Stéphane Lambert, Paul Klee jusqu’au fond de l’avenir, Arléa, 2021.
Il n’est pas
facile d’évoquer par les mots le travail d’un peintre. Stéphane
Lambert, également romancier, s’y risque par l’intermédiaire du récit
personnel. Le livre épouse le temps du voyage, la visite au Zentrum
Paul Klee, en Suisse. Artifice classique et quelque peu éculé,
pourrait-on croire. Mais au fil du livre, on comprend qu’il n’en est
rien. Comme dans la théorie de Haeckel, le voyage devient une
récapitulation abrégée et rapide de la vie de Klee. Les deux temps se
conjuguent en un fascinant jeu de miroirs.
De même, ce qui
semble au départ une réflexion philosophique générale et assez banale
sur la perception de la réalité finit par structurer l’ouvrage.
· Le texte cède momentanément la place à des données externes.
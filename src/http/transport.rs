use std::future::Future;
use std::pin::Pin;
use std::time::Instant;

use reqwest::Client;
use reqwest::header::{HeaderMap, HeaderName, HeaderValue};

use crate::config::Config;
use crate::error::TransportError;
use crate::models::OutgoingRequest;

/// Response as handed back by the network layer, before any decoding
#[derive(Debug, Clone)]
pub struct RawResponse {
    pub status: u16,
    pub status_text: String,
    pub headers: Vec<(String, String)>,
    pub body: String,
    /// Body length as received, before UTF-8 decoding
    pub size_bytes: usize,
    /// When the status line and headers arrived, before the body was read
    pub received_at: Instant,
}

pub type TransportFuture<'a> =
    Pin<Box<dyn Future<Output = Result<RawResponse, TransportError>> + Send + 'a>>;

/// The network boundary: one request in, one response or opaque failure out
pub trait Transport: Send + Sync {
    fn execute(&self, request: OutgoingRequest) -> TransportFuture<'_>;
}

pub struct ReqwestTransport {
    client: Client,
}

impl ReqwestTransport {
    pub fn new(config: &Config) -> Result<Self, reqwest::Error> {
        let mut builder = Client::builder().user_agent(config.user_agent.as_str());
        if let Some(timeout) = config.timeout {
            builder = builder.timeout(timeout);
        }
        Ok(Self {
            client: builder.build()?,
        })
    }
}

impl Transport for ReqwestTransport {
    fn execute(&self, request: OutgoingRequest) -> TransportFuture<'_> {
        Box::pin(async move {
            let headers = header_map(&request)?;

            let mut builder = self
                .client
                .request(request.method.into(), &request.url)
                .headers(headers);
            if let Some(body) = request.body {
                builder = builder.body(body);
            }

            let response = builder.send().await?;
            let received_at = Instant::now();

            let status = response.status().as_u16();
            let status_text = response
                .status()
                .canonical_reason()
                .unwrap_or("Unknown")
                .to_string();
            let headers = collect_headers(response.headers());
            let bytes = response.bytes().await?;
            let body = String::from_utf8_lossy(&bytes).into_owned();

            Ok(RawResponse {
                status,
                status_text,
                headers,
                body,
                size_bytes: bytes.len(),
                received_at,
            })
        })
    }
}

fn header_map(request: &OutgoingRequest) -> Result<HeaderMap, TransportError> {
    let mut map = HeaderMap::with_capacity(request.headers.len());
    for (name, value) in request.headers.iter() {
        let header_name = HeaderName::from_bytes(name.as_bytes())
            .map_err(|_| TransportError::InvalidHeader(name.to_string()))?;
        let header_value =
            HeaderValue::from_str(value).map_err(|_| TransportError::InvalidHeader(name.to_string()))?;
        // Names differing only in case both go out, as fetch does
        map.append(header_name, header_value);
    }
    Ok(map)
}

/// Flatten response headers, joining repeated names with ", " in first-seen order
fn collect_headers(map: &HeaderMap) -> Vec<(String, String)> {
    let mut headers: Vec<(String, String)> = Vec::with_capacity(map.keys_len());
    for (name, value) in map {
        let value = value.to_str().unwrap_or("<binary>");
        match headers.iter_mut().find(|(k, _)| k == name.as_str()) {
            Some((_, existing)) => {
                existing.push_str(", ");
                existing.push_str(value);
            }
            None => headers.push((name.as_str().to_string(), value.to_string())),
        }
    }
    headers
}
Ce que
nous voyons est une reconstruction de l’actualité, nous explique
l’auteur, mais le fait que plusieurs personnes puissent s’entendre sur
la présence d’un objet atteste de sa réalité. Mais qu’arrive-t-il si
l’objet disparaît ? La préservation de son existence est aléatoire. La
mémoire trahit ; la photographie ment. Le peintre seul « débusque la
présence là où elle se dissimule ». Voilà qui nous amène à Klee, dont
le travail ne se réduit pas à une restitution du réel, ni à sa
transposition gratuite par une géométrie désincarnée, mais interroge
son origine et sa destination. « Le début et la fin y siègent côte à
côte comme deux rois déchus et souverains. Fossile et Talisman
pourraient être leurs noms. L’énigme de l’origine épousant le flou de
la destination. »
J’avoue n’avoir
jamais été sensible à la peinture de l’artiste suisse. Mais pour la
première fois, j’ai eu l’impression de disposer d’une clé capable
d’ouvrir une porte. Le travail sur la couleur, par exemple, se comprend
dans cette tension entre origine et destination. L’envoûtement des
couleurs passées est à la fois un « retour au Chaos » et un appel vers
le futur, « l’éveil d’une matière cachée dans la matière ». Le recours
à la paréidolie, cette capacité à reconnaître des formes familières
dans le hasard d’un nuage ou d’une tache, permet de donner sens aux
formes, aux couleurs, à la géométrie… « Deux petits cercles surplombent
un fin rectangle : et un visage apparaît. » On comprend, ou du moins on
admet, l’usage des formes élémentaires : « Le moindre suffit pour
planter le décor. » Et l’implication personnelle de l’auteur dans le
livre, qui pouvait agacer au départ, prend tout son sens. « Qu’est-ce
qu’une image sinon un instant capté avant sa disparition ? » se demande
Stéphane Lambert. L’instant de la création et l’instant de la
perception se confondent. Le voyage de l’auteur correspond au temps de
captation de l’œuvre, avec ses épiphanies et ses ruptures. La neige
matinale devient une mise en condition, sinon un élément d’intellection
de l’œuvre regardée. « Plus rien ne serait comme avant. » Voilà qui
invite le lecteur à prolonger l’expérience.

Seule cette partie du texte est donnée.